Results from a new mouse study by researchers from the NYU Grossman School of Medicine and the University of Szeged demonstrate that restoring certain signals in a brain region that processes smells countered depression.

The findings are published in Neuron in an article titled, “Reinstating olfactory bulb-derived limbic gamma oscillations alleviates depression-like behavioral deficits in rodents.”

“Although the etiology of major depressive disorder remains poorly understood, reduced gamma oscillations is an emerging biomarker,” wrote the researchers. “Olfactory bulbectomy, an established model of depression that reduces limbic gamma oscillations, suffers from nonspecific effects of structural damage. Here, we show that transient functional suppression of olfactory bulb neurons or their piriform cortex efferents decreased gamma oscillation power in limbic areas and induced depression-like behaviors in rodents.”

Researchers in recent years discovered that effective communication between brain regions requires groups of neurons to synchronize their activity patterns in oscillations of joint silence followed by joint activity. One such rhythm, called “gamma,” is an important timing pattern for the encoding of complex information.

Depression is reflected in gamma oscillation changes, according to past studies, as an electrophysiological marker of the disease in brain regions that manage the sense of smell, which have also been tied to emotions. These regions include the olfactory bulb adjacent to the nasal cavity, which is thought to be a source and “conductor” of brain-wide gamma oscillations.

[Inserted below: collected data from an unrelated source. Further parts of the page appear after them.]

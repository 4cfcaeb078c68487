use serde::{Deserialize, Serialize};

/// A blank-line-delimited segment of an uploaded document, before embedding.
#[derive(Debug, Clone, PartialEq)]
pub struct Chunk {
    pub index: usize,
    pub content: String,
}

impl Chunk {
    /// Position-based record id, `chunk-<index>`.
    pub fn record_id(&self) -> String {
        format!("chunk-{}", self.index)
    }

    /// Convert to a ChunkRecord with an already width-fitted embedding.
    pub fn to_record(self, values: Vec<f32>) -> ChunkRecord {
        ChunkRecord {
            id: self.record_id(),
            values,
            metadata: ChunkMetadata { text: self.content },
        }
    }
}

/// Metadata stored alongside each vector.
#[derive(Debug, Clone, PartialEq, Serialize, Deserialize)]
pub struct ChunkMetadata {
    pub text: String,
}

/// Represents a chunk written to the vector index.
#[derive(Debug, Clone, PartialEq, Serialize, Deserialize)]
pub struct ChunkRecord {
    pub id: String,
    pub values: Vec<f32>,
    pub metadata: ChunkMetadata,
}

/// A match returned by a vector index query.
#[derive(Debug, Clone, PartialEq)]
pub struct ScoredChunk {
    pub id: String,
    pub score: f32,
    /// Absent when the record was written without a `text` metadata field.
    pub text: Option<String>,
}
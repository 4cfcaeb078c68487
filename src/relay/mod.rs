pub mod stream;

use std::sync::Arc;

use thiserror::Error;
use tracing::info;

use crate::completion::{ByteStream, CompletionModel};
use crate::models::api::Message;
use crate::prompt::SystemPrompt;
use crate::retrieval::ContextRetriever;
use crate::selector::ModelSelector;

pub use stream::{RelayFrame, RelayStream};

#[derive(Debug, Error)]
pub enum ChatError {
    #[error("Conversation must contain at least one message")]
    EmptyConversation,
    #[error("Latest message has no content")]
    EmptyQuery,
    #[error(transparent)]
    Upstream(#[from] anyhow::Error),
}

/// Retrieval-augmented chat: context lookup, model routing, streamed completion.
pub struct ChatRelay {
    retriever: Arc<dyn ContextRetriever>,
    selector: Arc<ModelSelector>,
    completion_model: Arc<dyn CompletionModel>,
    prompt: SystemPrompt,
}

impl ChatRelay {
    pub fn new(
        retriever: Arc<dyn ContextRetriever>,
        selector: Arc<ModelSelector>,
        completion_model: Arc<dyn CompletionModel>,
        prompt: SystemPrompt,
    ) -> Self {
        Self {
            retriever,
            selector,
            completion_model,
            prompt,
        }
    }

    /// Start relaying a reply to `conversation`. The last message is the query.
    ///
    /// Every step up to the upstream accepting the request runs before this
    /// returns, so upstream failures surface here rather than mid-stream.
    pub async fn relay(
        &self,
        conversation: Vec<Message>,
    ) -> Result<RelayStream<ByteStream>, ChatError> {
        let query = conversation
            .last()
            .map(|m| m.content.clone())
            .ok_or(ChatError::EmptyConversation)?;
        if query.trim().is_empty() {
            return Err(ChatError::EmptyQuery);
        }
        info!("User message: {query}");

        let context = self.retriever.relevant_context(&query).await?;

        let mut messages = Vec::with_capacity(conversation.len() + 1);
        messages.push(self.prompt.message(&context));
        messages.extend(conversation);

        let model = self.selector.select_model(&query).await?;

        let upstream = self
            .completion_model
            .complete_stream(&model, &messages)
            .await?;

        Ok(RelayStream::new(upstream, model))
    }
}
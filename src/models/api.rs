use serde::{Deserialize, Serialize};

// ──────────────────────────── Chat ────────────────────────────

/// Author of a conversation turn.
#[derive(Debug, Clone, Copy, PartialEq, Eq, Serialize, Deserialize)]
#[serde(rename_all = "lowercase")]
pub enum Role {
    System,
    User,
    Assistant,
}

/// A message in a chat conversation. Order within a conversation is chronological.
#[derive(Debug, Clone, PartialEq, Serialize, Deserialize)]
pub struct Message {
    pub role: Role,
    pub content: String,
}

impl Message {
    pub fn system(content: impl Into<String>) -> Self {
        Self {
            role: Role::System,
            content: content.into(),
        }
    }

    pub fn user(content: impl Into<String>) -> Self {
        Self {
            role: Role::User,
            content: content.into(),
        }
    }

    pub fn assistant(content: impl Into<String>) -> Self {
        Self {
            role: Role::Assistant,
            content: content.into(),
        }
    }
}

/// First unit written on a chat response body, naming the routed model.
#[derive(Debug, Serialize, Deserialize)]
pub struct ModelAnnouncement {
    pub model: String,
}

// ──────────────────────────── Errors ────────────────────────────

#[derive(Debug, Serialize, Deserialize)]
pub struct ErrorResponse {
    pub error: String,
}

// ──────────────────────────── Health ────────────────────────────

#[derive(Debug, Serialize, Deserialize)]
pub struct HealthResponse {
    pub status: String,
    pub version: String,
}
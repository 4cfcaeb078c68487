use async_trait::async_trait;
use serde::{Deserialize, Serialize};
use tracing::{debug, info};

use crate::models::chunk::{ChunkRecord, ScoredChunk};
use crate::vector_store::VectorStore;

pub const CONTROL_PLANE_URL: &str = "https://api.pinecone.io";
const API_VERSION: &str = "2024-07";

/// Pinecone serverless index client using the data-plane HTTP API.
pub struct PineconeIndex {
    api_key: String,
    host: String,
    dimensions: usize,
    http_client: reqwest::Client,
}

#[derive(Serialize)]
struct UpsertRequest<'a> {
    vectors: &'a [ChunkRecord],
}

#[derive(Deserialize)]
#[serde(rename_all = "camelCase")]
struct UpsertResponse {
    #[serde(default)]
    upserted_count: usize,
}

#[derive(Serialize)]
#[serde(rename_all = "camelCase")]
struct QueryRequest<'a> {
    vector: &'a [f32],
    top_k: usize,
    include_metadata: bool,
    include_values: bool,
}

#[derive(Deserialize)]
struct QueryResponse {
    #[serde(default)]
    matches: Vec<QueryMatch>,
}

#[derive(Deserialize)]
struct QueryMatch {
    id: String,
    #[serde(default)]
    score: f32,
    #[serde(default)]
    metadata: Option<ChunkMetadataLoose>,
}

/// Metadata as read back; records written by other tools may lack `text`.
#[derive(Deserialize)]
struct ChunkMetadataLoose {
    #[serde(default)]
    text: Option<String>,
}

#[derive(Deserialize)]
struct DescribeIndexResponse {
    host: String,
}

fn with_scheme(host: &str) -> String {
    let host = host.trim_end_matches('/');
    if host.starts_with("http://") || host.starts_with("https://") {
        host.to_string()
    } else {
        format!("https://{host}")
    }
}

impl PineconeIndex {
    pub fn new(api_key: &str, host: &str, dimensions: usize) -> Self {
        Self {
            api_key: api_key.to_string(),
            host: with_scheme(host),
            dimensions,
            http_client: reqwest::Client::new(),
        }
    }

    /// Connect to a named index, resolving its data-plane host from the control plane.
    pub async fn connect(
        api_key: &str,
        control_plane_url: &str,
        index_name: &str,
        dimensions: usize,
    ) -> anyhow::Result<Self> {
        let url = format!(
            "{}/indexes/{index_name}",
            control_plane_url.trim_end_matches('/')
        );
        let resp = reqwest::Client::new()
            .get(&url)
            .header("Api-Key", api_key)
            .header("X-Pinecone-API-Version", API_VERSION)
            .send()
            .await?;

        if !resp.status().is_success() {
            let status = resp.status();
            let body = resp.text().await.unwrap_or_default();
            anyhow::bail!("Pinecone describe index '{index_name}' failed ({status}): {body}");
        }

        let described: DescribeIndexResponse = resp.json().await?;
        info!("Resolved Pinecone index {index_name} -> {}", described.host);
        Ok(Self::new(api_key, &described.host, dimensions))
    }

    pub fn host(&self) -> &str {
        &self.host
    }

    fn post(&self, path: &str) -> reqwest::RequestBuilder {
        self.http_client
            .post(format!("{}{path}", self.host))
            .header("Api-Key", &self.api_key)
            .header("X-Pinecone-API-Version", API_VERSION)
    }
}

#[async_trait]
impl VectorStore for PineconeIndex {
    async fn upsert(&self, records: &[ChunkRecord]) -> anyhow::Result<()> {
        if let Some(bad) = records.iter().find(|r| r.values.len() != self.dimensions) {
            anyhow::bail!(
                "Record {} has {} dimensions, index expects {}",
                bad.id,
                bad.values.len(),
                self.dimensions
            );
        }

        let resp = self
            .post("/vectors/upsert")
            .json(&UpsertRequest { vectors: records })
            .send()
            .await?;

        if !resp.status().is_success() {
            let status = resp.status();
            let body = resp.text().await.unwrap_or_default();
            anyhow::bail!("Pinecone upsert failed ({status}): {body}");
        }

        let response: UpsertResponse = resp.json().await?;
        debug!("Pinecone upserted {} records", response.upserted_count);
        Ok(())
    }

    async fn query(&self, vector: &[f32], top_k: usize) -> anyhow::Result<Vec<ScoredChunk>> {
        let resp = self
            .post("/query")
            .json(&QueryRequest {
                vector,
                top_k,
                include_metadata: true,
                include_values: false,
            })
            .send()
            .await?;

        if !resp.status().is_success() {
            let status = resp.status();
            let body = resp.text().await.unwrap_or_default();
            anyhow::bail!("Pinecone query failed ({status}): {body}");
        }

        let response: QueryResponse = resp.json().await?;
        Ok(response
            .matches
            .into_iter()
            .map(|m| ScoredChunk {
                id: m.id,
                score: m.score,
                text: m.metadata.and_then(|md| md.text),
            })
            .collect())
    }

    fn dimensions(&self) -> usize {
        self.dimensions
    }
}
use async_trait::async_trait;
use serde::{Deserialize, Serialize};

use super::EmbeddingModel;

pub const DEFAULT_BASE_URL: &str = "https://router.huggingface.co/hf-inference";

/// Hugging Face Inference feature-extraction model via API.
pub struct HuggingFaceEmbeddingModel {
    model_name: String,
    api_key: String,
    base_url: String,
    http_client: reqwest::Client,
}

#[derive(Serialize)]
struct FeatureExtractionRequest<'a> {
    inputs: &'a str,
}

/// Sentence-level models return one vector; token-level models return one per token.
#[derive(Deserialize)]
#[serde(untagged)]
enum FeatureExtractionResponse {
    Pooled(Vec<f32>),
    PerToken(Vec<Vec<f32>>),
}

impl FeatureExtractionResponse {
    fn into_embedding(self) -> anyhow::Result<Vec<f32>> {
        match self {
            Self::Pooled(v) => Ok(v),
            Self::PerToken(tokens) => mean_pool(&tokens),
        }
    }
}

/// Average per-token vectors into a single vector.
fn mean_pool(tokens: &[Vec<f32>]) -> anyhow::Result<Vec<f32>> {
    let width = tokens
        .first()
        .map(|t| t.len())
        .ok_or_else(|| anyhow::anyhow!("Feature extraction returned no token vectors"))?;

    let mut sum = vec![0.0f32; width];
    for token in tokens {
        if token.len() != width {
            anyhow::bail!(
                "Ragged token vectors: expected width {width}, got {}",
                token.len()
            );
        }
        for (acc, x) in sum.iter_mut().zip(token) {
            *acc += x;
        }
    }

    let n = tokens.len() as f32;
    Ok(sum.into_iter().map(|x| x / n).collect())
}

impl HuggingFaceEmbeddingModel {
    pub fn new(model_name: &str, api_key: &str, base_url: &str) -> Self {
        Self {
            model_name: model_name.to_string(),
            api_key: api_key.to_string(),
            base_url: base_url.trim_end_matches('/').to_string(),
            http_client: reqwest::Client::new(),
        }
    }

    fn endpoint(&self) -> String {
        format!(
            "{}/models/{}/pipeline/feature-extraction",
            self.base_url, self.model_name
        )
    }
}

#[async_trait]
impl EmbeddingModel for HuggingFaceEmbeddingModel {
    async fn embed(&self, text: &str) -> anyhow::Result<Vec<f32>> {
        let resp = self
            .http_client
            .post(self.endpoint())
            .bearer_auth(&self.api_key)
            .json(&FeatureExtractionRequest { inputs: text })
            .send()
            .await?;

        if !resp.status().is_success() {
            let status = resp.status();
            let body = resp.text().await.unwrap_or_default();
            anyhow::bail!("Hugging Face embedding API error ({status}): {body}");
        }

        let response: FeatureExtractionResponse = resp.json().await?;
        response.into_embedding()
    }

    fn model_name(&self) -> &str {
        &self.model_name
    }
}
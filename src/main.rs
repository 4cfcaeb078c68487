mod app;
mod completion;
mod config;
mod embedding;
mod ingest;
mod models;
mod parser;
mod prompt;
mod relay;
mod retrieval;
mod routes;
mod selector;
mod vector_store;

#[cfg(test)]
mod testing;

use std::net::SocketAddr;
use std::sync::Arc;

use tower_http::cors::{Any, CorsLayer};
use tower_http::trace::TraceLayer;
use tracing::info;
use tracing_subscriber::EnvFilter;

use app::AppState;
use completion::openai::OpenAICompletionModel;
use config::{load_dotenv, load_settings};
use embedding::huggingface::HuggingFaceEmbeddingModel;
use ingest::Ingestor;
use prompt::SystemPrompt;
use relay::ChatRelay;
use retrieval::VectorContextRetriever;
use selector::ModelSelector;
use vector_store::pinecone::PineconeIndex;

#[tokio::main]
async fn main() -> anyhow::Result<()> {
    // Initialize tracing.
    tracing_subscriber::fmt()
        .with_env_filter(
            EnvFilter::try_from_default_env().unwrap_or_else(|_| EnvFilter::new("info")),
        )
        .init();

    info!("Starting support-relay server...");

    // Load configuration.
    load_dotenv();
    let config_path = std::env::var("SUPPORT_CONFIG").ok();
    let settings = load_settings(config_path.as_deref())?;
    info!(
        "Configuration loaded: environment={}, host={}, port={}",
        settings.environment, settings.host, settings.port
    );

    // Initialize embedding model.
    let embedding_model: Arc<dyn embedding::EmbeddingModel> =
        Arc::new(HuggingFaceEmbeddingModel::new(
            &settings.embedding_model,
            &settings.huggingface_api_key,
            &settings.embedding_base_url,
        ));
    info!("Embedding model initialized: {}", embedding_model.model_name());

    // Initialize vector index.
    let index = match &settings.index_host {
        Some(host) => PineconeIndex::new(&settings.pinecone_api_key, host, settings.vector_dimensions),
        None => {
            PineconeIndex::connect(
                &settings.pinecone_api_key,
                &settings.control_plane_url,
                &settings.index_name,
                settings.vector_dimensions,
            )
            .await?
        }
    };
    info!("Vector index initialized: {} ({})", settings.index_name, index.host());
    let vector_store: Arc<dyn vector_store::VectorStore> = Arc::new(index);

    // Initialize completion model.
    let completion_model: Arc<dyn completion::CompletionModel> = Arc::new(
        OpenAICompletionModel::new(&settings.completion_base_url, &settings.openrouter_api_key)
            .with_attribution(
                settings.completion_referer.clone(),
                settings.completion_title.clone(),
            ),
    );
    info!("Completion endpoint: {}", settings.completion_base_url);

    // Model routing and retrieval.
    let selector = Arc::new(ModelSelector::new(
        embedding_model.clone(),
        settings.model_categories.clone(),
    )?);
    info!("Model selector initialized with {} categories", selector.categories().len());

    let retriever = Arc::new(VectorContextRetriever::new(
        embedding_model.clone(),
        vector_store.clone(),
        settings.top_k,
    ));
    let prompt = SystemPrompt::new(settings.system_template.clone())?;

    // Build application state.
    let state = Arc::new(AppState {
        chat_relay: ChatRelay::new(retriever, selector, completion_model, prompt),
        ingestor: Ingestor::new(embedding_model, vector_store),
        settings: settings.clone(),
    });

    // Build router.
    let app = routes::build_router(state)
        .layer(CorsLayer::new().allow_origin(Any).allow_methods(Any).allow_headers(Any))
        .layer(TraceLayer::new_for_http());

    // Start server.
    let addr: SocketAddr = format!("{}:{}", settings.host, settings.port).parse()?;
    info!("Listening on {addr}");
    let listener = tokio::net::TcpListener::bind(addr).await?;
    axum::serve(listener, app).await?;

    Ok(())
}
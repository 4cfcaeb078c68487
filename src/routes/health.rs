use axum::extract::State;
use axum::routing::get;
use axum::{Json, Router};
use std::sync::Arc;

use crate::app::AppState;
use crate::models::api::HealthResponse;

pub fn routes() -> Router<Arc<AppState>> {
    Router::new().route("/health", get(health))
}

/// GET /health
async fn health(State(state): State<Arc<AppState>>) -> Json<HealthResponse> {
    Json(HealthResponse {
        status: "ok".to_string(),
        version: state.settings.environment.clone(),
    })
}
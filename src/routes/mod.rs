pub mod chat;
pub mod health;
pub mod upload;

use axum::Router;
use std::sync::Arc;

use crate::app::AppState;

/// Build all API routes.
pub fn build_router(state: Arc<AppState>) -> Router {
    Router::new()
        .merge(chat::routes())
        .merge(upload::routes())
        .merge(health::routes())
        .with_state(state)
}
use axum::extract::{DefaultBodyLimit, Multipart, State};
use axum::http::StatusCode;
use axum::routing::post;
use axum::Router;
use std::sync::Arc;
use tracing::{error, info};

use crate::app::AppState;
use crate::parser::decode_text;

const MAX_UPLOAD_BYTES: usize = 16 * 1024 * 1024;

/// Document upload routes.
pub fn routes() -> Router<Arc<AppState>> {
    Router::new()
        .route("/api/upload", post(upload_document))
        .layer(DefaultBodyLimit::max(MAX_UPLOAD_BYTES))
}

/// POST /api/upload - Chunk, embed and store a blank-line-delimited text file.
async fn upload_document(
    State(state): State<Arc<AppState>>,
    mut multipart: Multipart,
) -> Result<&'static str, (StatusCode, &'static str)> {
    let mut file_bytes: Option<Vec<u8>> = None;
    let mut filename: Option<String> = None;

    while let Some(field) = multipart.next_field().await.map_err(|e| {
        error!("Error parsing form: {e}");
        (StatusCode::BAD_REQUEST, "Error parsing form")
    })? {
        if field.name() != Some("file") {
            continue;
        }
        filename = field.file_name().map(|s| s.to_string());
        file_bytes = Some(
            field
                .bytes()
                .await
                .map_err(|e| {
                    error!("Error reading uploaded file: {e}");
                    (StatusCode::BAD_REQUEST, "Error parsing form")
                })?
                .to_vec(),
        );
    }

    let file_data = file_bytes.ok_or((StatusCode::BAD_REQUEST, "No file uploaded"))?;
    let text = decode_text(&file_data);
    info!(
        "Ingesting {} ({} bytes)",
        filename.as_deref().unwrap_or("upload"),
        file_data.len()
    );

    match state.ingestor.ingest_text(&text).await {
        Ok(count) => {
            info!("Ingested {count} chunks");
            Ok("File uploaded successfully")
        }
        Err(e) => {
            error!("Error uploading file after {} stored chunks: {e}", e.written());
            Err((StatusCode::INTERNAL_SERVER_ERROR, "Error uploading file"))
        }
    }
}
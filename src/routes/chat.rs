use axum::body::Body;
use axum::extract::rejection::JsonRejection;
use axum::extract::State;
use axum::http::{header, StatusCode};
use axum::response::{IntoResponse, Response};
use axum::routing::post;
use axum::{Json, Router};
use futures::StreamExt;
use std::sync::Arc;
use tracing::error;

use crate::app::AppState;
use crate::models::api::{ErrorResponse, Message};
use crate::relay::{ChatError, RelayFrame};

const GENERIC_ERROR: &str = "An error occurred processing your request";

/// Chat routes.
pub fn routes() -> Router<Arc<AppState>> {
    Router::new().route("/api/chat", post(chat))
}

fn error_json(status: StatusCode, message: &str) -> Response {
    (
        status,
        Json(ErrorResponse {
            error: message.to_string(),
        }),
    )
        .into_response()
}

impl IntoResponse for ChatError {
    fn into_response(self) -> Response {
        match self {
            Self::EmptyConversation | Self::EmptyQuery => {
                error_json(StatusCode::BAD_REQUEST, &self.to_string())
            }
            Self::Upstream(e) => {
                error!("Error in chat relay: {e:#}");
                error_json(StatusCode::INTERNAL_SERVER_ERROR, GENERIC_ERROR)
            }
        }
    }
}

/// POST /api/chat - Stream a retrieval-augmented reply to a conversation.
///
/// The body starts with `{"model": "<id>"}\n`, followed by raw content text.
async fn chat(
    State(state): State<Arc<AppState>>,
    payload: Result<Json<Vec<Message>>, JsonRejection>,
) -> Response {
    let Json(conversation) = match payload {
        Ok(payload) => payload,
        Err(rejection) => {
            return error_json(StatusCode::BAD_REQUEST, &rejection.body_text());
        }
    };

    let stream = match state.chat_relay.relay(conversation).await {
        Ok(stream) => stream,
        Err(e) => return e.into_response(),
    };

    let body = Body::from_stream(stream.map(|frame| frame.map(RelayFrame::into_bytes)));
    (
        [(header::CONTENT_TYPE, "text/plain; charset=utf-8")],
        body,
    )
        .into_response()
}
use serde::Deserialize;
use std::path::Path;

use crate::completion::openai::DEFAULT_BASE_URL as DEFAULT_COMPLETION_URL;
use crate::embedding::huggingface::DEFAULT_BASE_URL as DEFAULT_EMBEDDING_URL;
use crate::prompt::{CONTEXT_PLACEHOLDER, DEFAULT_SYSTEM_TEMPLATE};
use crate::selector::ModelCategory;
use crate::vector_store::pinecone::CONTROL_PLANE_URL;
use crate::vector_store::utils::INDEX_DIMENSIONS;

pub const DEFAULT_CONFIG_PATH: &str = "support.toml";

// ──────────────────────────── TOML structure ────────────────────────────

#[derive(Debug, Deserialize, Clone)]
pub struct TomlConfig {
    #[serde(default)]
    pub api: ApiConfig,
    #[serde(default)]
    pub service: ServiceConfig,
    #[serde(default)]
    pub embedding: EmbeddingConfig,
    #[serde(default)]
    pub completion: CompletionConfig,
    #[serde(default)]
    pub vector_store: VectorStoreConfig,
    #[serde(default)]
    pub prompt: PromptConfig,
    #[serde(default = "default_models")]
    pub models: Vec<ModelCategory>,
}

impl Default for TomlConfig {
    fn default() -> Self {
        Self {
            api: ApiConfig::default(),
            service: ServiceConfig::default(),
            embedding: EmbeddingConfig::default(),
            completion: CompletionConfig::default(),
            vector_store: VectorStoreConfig::default(),
            prompt: PromptConfig::default(),
            models: default_models(),
        }
    }
}

#[derive(Debug, Deserialize, Clone)]
pub struct ApiConfig {
    #[serde(default = "default_host")]
    pub host: String,
    #[serde(default = "default_port")]
    pub port: u16,
}

impl Default for ApiConfig {
    fn default() -> Self {
        Self {
            host: default_host(),
            port: default_port(),
        }
    }
}

fn default_host() -> String {
    "0.0.0.0".to_string()
}
fn default_port() -> u16 {
    3000
}

#[derive(Debug, Deserialize, Clone)]
pub struct ServiceConfig {
    #[serde(default = "default_environment")]
    pub environment: String,
}

impl Default for ServiceConfig {
    fn default() -> Self {
        Self {
            environment: default_environment(),
        }
    }
}

fn default_environment() -> String {
    "development".to_string()
}

#[derive(Debug, Deserialize, Clone)]
pub struct EmbeddingConfig {
    #[serde(default = "default_embedding_model")]
    pub model: String,
    #[serde(default = "default_embedding_url")]
    pub base_url: String,
}

impl Default for EmbeddingConfig {
    fn default() -> Self {
        Self {
            model: default_embedding_model(),
            base_url: default_embedding_url(),
        }
    }
}

fn default_embedding_model() -> String {
    "sentence-transformers/paraphrase-multilingual-mpnet-base-v2".to_string()
}
fn default_embedding_url() -> String {
    DEFAULT_EMBEDDING_URL.to_string()
}

#[derive(Debug, Deserialize, Clone)]
pub struct CompletionConfig {
    #[serde(default = "default_completion_url")]
    pub base_url: String,
    #[serde(default)]
    pub referer: Option<String>,
    #[serde(default = "default_title")]
    pub title: Option<String>,
}

impl Default for CompletionConfig {
    fn default() -> Self {
        Self {
            base_url: default_completion_url(),
            referer: None,
            title: default_title(),
        }
    }
}

fn default_completion_url() -> String {
    DEFAULT_COMPLETION_URL.to_string()
}
fn default_title() -> Option<String> {
    Some("Support Chat".to_string())
}

#[derive(Debug, Deserialize, Clone)]
pub struct VectorStoreConfig {
    #[serde(default = "default_index_name")]
    pub index_name: String,
    /// Data-plane host; resolved from the control plane when absent.
    #[serde(default)]
    pub host: Option<String>,
    #[serde(default = "default_control_plane_url")]
    pub control_plane_url: String,
    #[serde(default = "default_dimensions")]
    pub dimensions: usize,
    #[serde(default = "default_top_k")]
    pub top_k: usize,
}

impl Default for VectorStoreConfig {
    fn default() -> Self {
        Self {
            index_name: default_index_name(),
            host: None,
            control_plane_url: default_control_plane_url(),
            dimensions: default_dimensions(),
            top_k: default_top_k(),
        }
    }
}

fn default_index_name() -> String {
    "support-docs".to_string()
}
fn default_control_plane_url() -> String {
    CONTROL_PLANE_URL.to_string()
}
fn default_dimensions() -> usize {
    INDEX_DIMENSIONS
}
fn default_top_k() -> usize {
    3
}

#[derive(Debug, Deserialize, Clone)]
pub struct PromptConfig {
    #[serde(default = "default_system_template")]
    pub system_template: String,
}

impl Default for PromptConfig {
    fn default() -> Self {
        Self {
            system_template: default_system_template(),
        }
    }
}

fn default_system_template() -> String {
    DEFAULT_SYSTEM_TEMPLATE.to_string()
}

fn default_models() -> Vec<ModelCategory> {
    vec![
        ModelCategory::new(
            "meta-llama/llama-3.1-8b-instruct:free",
            "general support, platform information, interview preparation",
        ),
        ModelCategory::new(
            "openchat/openchat-7b:free",
            "coding, programming, technical questions, algorithms, data structures",
        ),
        ModelCategory::new(
            "gryphe/mythomist-7b:free",
            "creative writing, storytelling, role-playing scenarios, hypothetical situations",
        ),
    ]
}

// ──────────────────────────── Resolved Settings ────────────────────────────

/// Flat settings structure resolved from TOML + environment variables.
#[derive(Debug, Clone)]
pub struct Settings {
    // API
    pub host: String,
    pub port: u16,
    pub environment: String,

    // Embedding
    pub embedding_model: String,
    pub embedding_base_url: String,
    pub huggingface_api_key: String,

    // Completion
    pub completion_base_url: String,
    pub completion_referer: Option<String>,
    pub completion_title: Option<String>,
    pub openrouter_api_key: String,

    // Vector store
    pub pinecone_api_key: String,
    pub index_name: String,
    pub index_host: Option<String>,
    pub control_plane_url: String,
    pub vector_dimensions: usize,
    pub top_k: usize,

    // Routing and prompt
    pub model_categories: Vec<ModelCategory>,
    pub system_template: String,
}

/// Load `.env.local` then `.env` if present; already-set variables win.
pub fn load_dotenv() {
    let _ = dotenvy::from_filename(".env.local");
    let _ = dotenvy::dotenv();
}

/// Load settings from a given TOML path and the process environment.
pub fn load_settings_from_path(path: impl AsRef<Path>) -> anyhow::Result<Settings> {
    load_settings_from_path_with(path, |key: &str| std::env::var(key).ok())
}

/// Load settings from a given TOML path, reading secrets through `env`. Useful for testing.
pub fn load_settings_from_path_with(
    path: impl AsRef<Path>,
    env: impl Fn(&str) -> Option<String>,
) -> anyhow::Result<Settings> {
    let content = std::fs::read_to_string(path.as_ref())?;
    let config: TomlConfig = toml::from_str(&content)?;
    resolve_settings(config, env)
}

/// Load settings from an explicit path, or from `support.toml` if present,
/// falling back to built-in defaults.
pub fn load_settings(path: Option<&str>) -> anyhow::Result<Settings> {
    match path {
        Some(path) => load_settings_from_path(path),
        None if Path::new(DEFAULT_CONFIG_PATH).exists() => {
            load_settings_from_path(DEFAULT_CONFIG_PATH)
        }
        None => resolve_settings(TomlConfig::default(), |key: &str| std::env::var(key).ok()),
    }
}

fn required(env: &impl Fn(&str) -> Option<String>, key: &str) -> anyhow::Result<String> {
    env(key)
        .filter(|v| !v.is_empty())
        .ok_or_else(|| anyhow::anyhow!("{key} environment variable is required"))
}

/// Merge parsed TOML with secrets looked up through `env`, and validate.
pub fn resolve_settings(
    config: TomlConfig,
    env: impl Fn(&str) -> Option<String>,
) -> anyhow::Result<Settings> {
    let huggingface_api_key = required(&env, "HUGGINGFACE_API_KEY")?;
    let openrouter_api_key = required(&env, "OPENROUTER_API_KEY")?;
    let pinecone_api_key = required(&env, "PINECONE_API_KEY")?;
    let index_name = env("PINECONE_INDEX")
        .filter(|v| !v.is_empty())
        .unwrap_or(config.vector_store.index_name);

    if config.models.is_empty() {
        anyhow::bail!("At least one [[models]] entry is required");
    }
    if config.vector_store.dimensions == 0 {
        anyhow::bail!("vector_store.dimensions must be positive");
    }
    if !config.prompt.system_template.contains(CONTEXT_PLACEHOLDER) {
        anyhow::bail!("prompt.system_template must contain {CONTEXT_PLACEHOLDER}");
    }

    Ok(Settings {
        host: config.api.host,
        port: config.api.port,
        environment: config.service.environment,
        embedding_model: config.embedding.model,
        embedding_base_url: config.embedding.base_url,
        huggingface_api_key,
        completion_base_url: config.completion.base_url,
        completion_referer: config.completion.referer,
        completion_title: config.completion.title,
        openrouter_api_key,
        pinecone_api_key,
        index_name,
        index_host: config.vector_store.host,
        control_plane_url: config.vector_store.control_plane_url,
        vector_dimensions: config.vector_store.dimensions,
        top_k: config.vector_store.top_k,
        model_categories: config.models,
        system_template: config.prompt.system_template,
    })
}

In the current study, the researchers stopped the function of the bulb and observed an increase in depression-like behaviors in mice. They then reversed these behaviors using a device that boosted gamma signals of the brain at their natural pace.

“Our experiments revealed a mechanistic link between deficient gamma activity and behavioral decline in mice and rat models of depression, with the signal changes in the olfactory and connected limbic systems similar to those seen in depressed patients,” said corresponding study author Antal Berényi, MD, PhD, adjunct assistant professor in the department of neuroscience and physiology at NYU Langone Health. “This work demonstrates the power of gamma-enhancement as a potential approach for countering depression and anxiety in cases where available medications are not effective.”

Removal of the bulb represents an older animal model for the study of major depression, but the process causes structural damage. The current research team designed a reversible method to avert damage, starting with a single, engineered strand of DNA encapsulated in a harmless virus, which when injected into neurons in the olfactory bulbs of rodents caused the cells to build certain protein receptors on their surfaces.

This allowed the researchers to inject the rodents with a drug, which spread system-wide, but only shut down the neurons in the bulb that had been engineered to have the designed drug-sensitive receptors. These tests revealed that chronic suppression of olfactory bulb signals, including gamma, not only induced depressive behaviors during the intervention, but for days afterward.

“Interfering with these endogenous rhythms can affect behaviors in rodent models of depression, suggesting that restoring gamma oscillations may alleviate depressive symptoms,” concluded the researchers.

“No one yet knows how the firing patterns of gamma waves are converted into emotions,” explained senior study author György Buzsáki, MD, PhD, the Biggs professor in the department of neuroscience and physiology at NYU Langone Health and a faculty member in its Neuroscience Institute. “Moving forward, we will be working to better understand this link in the bulb, and in the regions it connects to, as behavior changes.”